Enfin, pas exactement. Le littéraire était toujours là. Il se tenait à l’écart. Ce couard n’osait pas partir plus loin, il m’apprendrait sûrement ce qui se passait. Mais je devais me relever… Un vrai effort de me dresser sur mes guiboles ! J’avais survécu jusque-là, je n’allais pas poireauter par terre, ce serait indigne de moi ! Ouais, indigne…

L’érudit était déjà tourné vers moi. De la sueur suintait de son front. Minable ! Il cherchait à m’apitoyer ? Ça ne fonctionnerait pas ! Il y avait plus urgent. Je devais retrouver ma camarade qui avait failli me buter !

— Ne t’aventure pas là-bas ! implora Stenn, les mains jointes. Ce serait une très mauvaise idée !

— D’où tu me donnes des ordres, petit con ? répliquai-je. Dis-moi plutôt où Ralaia et Elmaril se sont cassées !

— Je ne réussissais pas vraiment à dormir, j’étais trop… effrayé par les récents événements. Bien sûr, je feignais cet état afin de ne pas heurter Ralaia. Je l’ai entraperçue lorsqu’elle a passé sa lame sous la gorge d’Elmaril et l’a emmenée de ce côté. Ceci s’est déroulé il y a peu.

— Tu le fais exprès ou quoi ? Tu crois que parle à coups de phrases sans sens te rend plus intelligent ? J’ai compris ce que tu voulais dire, mais...

J’avais gueulé si fort que ça ? Stenn venait de s’agripper contre un rocher derrière lui, et il frissonnait comme un gosse. Lui aussi me voyait comme un monstre. Le froid l’avait rendu gourd ! Ou alors je n’étais plus moi-même…

— Qu’est-ce qui est arrivé à Ralaia ? repris-je. Elle n’a jamais été vraiment saine, elle n’a jamais été foutue d’obéir, mais quand même ! Hier, elle m’empêchait de me déchaîner, et maintenant elle s’éclipse pour une raison inconnue. Je dois découvrir ce qu’elle fabrique !

— Pourquoi la blâmer ? Il faut parfois laisser les événements se dérouler naturellement. N’est-ce pas, Gurthis ? Selon moi… Ralaia souhaite tuer Elmaril dans la discrétion. C’est ce que tu désirais au plus profond de ton être, non ?

— Mon gars, laisse-moi te rappeler quelque chose : je suis un soldat. Mon rôle est de défendre mon peuple. Arrête de douter de moi ! Je me suis voué corps et âme dans cette mission ! J’ai bousillé ma santé pour vous !

— Un engagement ardu, rétorqua le littéraire. Peu de personnes pensent encore que tu nous protèges. Intention et action sont deux mots distincts.

— Mais je le remplis, mon engagement ! J’ai sacrifié ma vie dans l’armée, et je ne reçois aucune gratitude ? Tu sais quoi de la vie, l’intellectuel ? Tu as passé la tienne enfermé dans une bibliothèque ou derrière un bureau, à étudier des bouquins dont tout le monde se contrefout ! Pendant que tu étais confortablement installé, je me battais pour l’Ertinie et je voyais mes amis mourir ! Mes potes…

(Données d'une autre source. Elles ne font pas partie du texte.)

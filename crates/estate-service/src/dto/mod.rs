//! Request and response DTOs.

mod house_dto;
mod user_dto;

pub use house_dto::*;
pub use user_dto::*;
//! House service trait definition.

use crate::dto::{CreateHouseRequest, HouseResponse, UpdateHouseRequest};
use async_trait::async_trait;
use estate_core::{EstateResult, HouseId};

/// House service trait.
#[async_trait]
pub trait HouseService: Send + Sync {
    /// Creates a new house. Fails with `Validation` when district or community is blank.
    async fn create_house(&self, request: CreateHouseRequest) -> EstateResult<HouseResponse>;

    /// Gets a house by ID; `None` when no such house exists.
    async fn get_house(&self, id: HouseId) -> EstateResult<Option<HouseResponse>>;

    /// Lists every house ordered by id.
    async fn list_houses(&self) -> EstateResult<Vec<HouseResponse>>;

    /// Overwrites an existing house.
    async fn update_house(&self, request: UpdateHouseRequest) -> EstateResult<HouseResponse>;

    /// Deletes a house. Fails with `NotFound` when no such house exists.
    async fn delete_house(&self, id: HouseId) -> EstateResult<()>;
}
//! Cache interface trait for abstracted caching operations.

use super::CacheType;
use async_trait::async_trait;
use estate_core::EstateResult;
use std::time::Duration;

/// Cache interface for storing and retrieving cached data.
///
/// Values are JSON strings so the trait stays dyn-compatible; the typed
/// helpers live on [`CacheExt`]. Every operation is atomic on its own and
/// there is no locking across operations.
#[async_trait]
pub trait CacheInterface: Send + Sync {
    /// Get a raw JSON value from the cache.
    ///
    /// Returns `None` if the key doesn't exist or has expired.
    async fn get_raw(&self, key: &str) -> EstateResult<Option<String>>;

    /// Set a raw JSON value, replacing any previous entry and starting a
    /// fresh TTL.
    async fn set_raw(&self, key: &str, value: &str, ttl: Duration) -> EstateResult<()>;

    /// Delete a value from the cache.
    ///
    /// Returns `true` if the key existed and was deleted.
    async fn delete(&self, key: &str) -> EstateResult<bool>;

    /// Delete every key starting with `prefix`.
    ///
    /// Returns the number of keys deleted.
    async fn delete_prefix(&self, prefix: &str) -> EstateResult<u64>;

    /// Check if caching is enabled.
    fn is_enabled(&self) -> bool;

    /// Short backend name for logs and readiness output.
    fn backend(&self) -> &'static str;
}

/// Extension trait with typed methods for convenience.
#[async_trait]
pub trait CacheExt: CacheInterface {
    /// Get a typed value from the cache.
    async fn get<T: serde::de::DeserializeOwned + Send>(&self, key: &str) -> EstateResult<Option<T>> {
        match self.get_raw(key).await? {
            Some(json) => Ok(Some(serde_json::from_str(&json)?)),
            None => Ok(None),
        }
    }

    /// Set a typed value in the cache.
    async fn put<T: serde::Serialize + Send + Sync>(
        &self,
        key: &str,
        value: &T,
        ttl: Duration,
    ) -> EstateResult<()> {
        let json = serde_json::to_string(value)?;
        self.set_raw(key, &json, ttl).await
    }

    /// Remove a single entry. Absent keys are a no-op.
    async fn evict(&self, key: &str) -> EstateResult<bool> {
        self.delete(key).await
    }

    /// Remove every entry of one cache type.
    async fn evict_all(&self, cache_type: CacheType) -> EstateResult<u64> {
        self.delete_prefix(&cache_type.prefix()).await
    }
}

// Blanket implementation for all CacheInterface implementations
impl<T: CacheInterface + ?Sized> CacheExt for T {}
//! House-related DTOs.

use estate_core::validation::rules::not_blank;
use estate_core::{House, HouseId};
use serde::{Deserialize, Serialize};
use validator::Validate;

/// Request to create a new house.
#[derive(Debug, Clone, Serialize, Deserialize, Validate)]
pub struct CreateHouseRequest {
    #[validate(
        custom(function = "not_blank", message = "District is required"),
        length(max = 255)
    )]
    pub district: String,

    #[validate(
        custom(function = "not_blank", message = "Community is required"),
        length(max = 255)
    )]
    pub community: String,

    #[validate(length(max = 255))]
    pub house_type: Option<String>,

    #[validate(length(max = 255))]
    pub orientation: Option<String>,

    pub floor: Option<i32>,

    #[validate(length(max = 255))]
    pub decoration: Option<String>,

    #[validate(length(max = 255))]
    pub elevator: Option<String>,

    pub area: Option<i32>,

    pub total_price: Option<i32>,

    pub build_year: Option<i32>,
}

impl CreateHouseRequest {
    /// Builds the not-yet-stored entity.
    #[must_use]
    pub fn into_house(self) -> House {
        House {
            id: HouseId::UNASSIGNED,
            district: self.district,
            community: self.community,
            house_type: self.house_type,
            orientation: self.orientation,
            floor: self.floor,
            decoration: self.decoration,
            elevator: self.elevator,
            area: self.area,
            total_price: self.total_price,
            build_year: self.build_year,
        }
    }
}

/// Request to overwrite an existing house. Every field is replaced.
#[derive(Debug, Clone, Serialize, Deserialize, Validate)]
pub struct UpdateHouseRequest {
    pub id: HouseId,

    #[validate(
        custom(function = "not_blank", message = "District is required"),
        length(max = 255)
    )]
    pub district: String,

    #[validate(
        custom(function = "not_blank", message = "Community is required"),
        length(max = 255)
    )]
    pub community: String,

    #[validate(length(max = 255))]
    pub house_type: Option<String>,

    #[validate(length(max = 255))]
    pub orientation: Option<String>,

    pub floor: Option<i32>,

    #[validate(length(max = 255))]
    pub decoration: Option<String>,

    #[validate(length(max = 255))]
    pub elevator: Option<String>,

    pub area: Option<i32>,

    pub total_price: Option<i32>,

    pub build_year: Option<i32>,
}

impl UpdateHouseRequest {
    #[must_use]
    pub fn into_house(self) -> House {
        House {
            id: self.id,
            district: self.district,
            community: self.community,
            house_type: self.house_type,
            orientation: self.orientation,
            floor: self.floor,
            decoration: self.decoration,
            elevator: self.elevator,
            area: self.area,
            total_price: self.total_price,
            build_year: self.build_year,
        }
    }
}

/// House response DTO.
#[derive(Debug, Clone, PartialEq, Eq, Serialize, Deserialize)]
pub struct HouseResponse {
    pub id: HouseId,
    pub district: String,
    pub community: String,
    pub house_type: Option<String>,
    pub orientation: Option<String>,
    pub floor: Option<i32>,
    pub decoration: Option<String>,
    pub elevator: Option<String>,
    pub area: Option<i32>,
    pub total_price: Option<i32>,
    pub build_year: Option<i32>,
}

impl From<House> for HouseResponse {
    fn from(house: House) -> Self {
        Self {
            id: house.id,
            district: house.district,
            community: house.community,
            house_type: house.house_type,
            orientation: house.orientation,
            floor: house.floor,
            decoration: house.decoration,
            elevator: house.elevator,
            area: house.area,
            total_price: house.total_price,
            build_year: house.build_year,
        }
    }
}

#[cfg(test)]
mod tests {
    use super::*;
    use estate_core::{EstateError, ValidateExt};

    fn request() -> CreateHouseRequest {
        serde_json::from_value(serde_json::json!({
            "district": "Haidian",
            "community": "Lakeside",
            "floor": -1,
            "area": 88
        }))
        .unwrap()
    }

    #[test]
    fn test_optional_fields_default_to_none() {
        let request = request();
        assert!(request.validate_request().is_ok());
        assert_eq!(request.house_type, None);
        assert_eq!(request.floor, Some(-1));
    }

    #[test]
    fn test_blank_district_rejected() {
        let mut request = request();
        request.district = String::new();
        assert!(matches!(
            request.validate_request(),
            Err(EstateError::Validation(msg)) if msg.contains("District is required")
        ));
    }

    #[test]
    fn test_numeric_fields_are_unconstrained() {
        let mut request = request();
        request.area = Some(-3);
        request.total_price = Some(-5);
        request.build_year = Some(-1);
        assert!(request.validate_request().is_ok());
    }

    #[test]
    fn test_long_elevator_rejected() {
        let mut request = request();
        request.elevator = Some("e".repeat(256));
        assert!(request.validate_request().is_err());
    }

    #[test]
    fn test_into_house_is_unassigned() {
        let house = request().into_house();
        assert!(!house.id.is_assigned());
        assert_eq!(house.area, Some(88));
    }
}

Je plaquai mes mains contre ses épaules fragiles et les secouai.

— Tu as peur ? Les cartes et les bouquins valent mieux que les militaires, c’est ça ? Tu craches à la mémoire de tous les sacrifiés ? C’étaient des hommes et des femmes comme vous, ils ont tout plaqué pour vous, et regarde comment ils ont fini ! Le peuple ne s’aperçoit même pas que, sans nous, il aurait déjà été conquis par les clans guerriers ! Nous les avons défendus contre toutes les menaces ! Qu’est-ce qu’on doit faire de plus ?

— Gurthis… Tu deviens malade. Le peuple est très reconnaissant, même s’il ne l’exprime pas. Admets simplement que tu n’es pas représentatif du reste de l’armée. Ralaia est plus objective que toi, voilà pourquoi il vaut mieux ne pas s’immiscer.

— Je ne reçois aucun ordre d’un type comme toi. Retourne dormir, si ça te console.

Mais il s’acharnait ! Je fis à peine trois pas qu’il m’interpella encore, saisissant mon bras.

— Sois raisonnable ! supplia-t-il. Tu commets la plus grande erreur de ta vie. Ton état est instable ! Ton intervention ne sera pas salvatrice !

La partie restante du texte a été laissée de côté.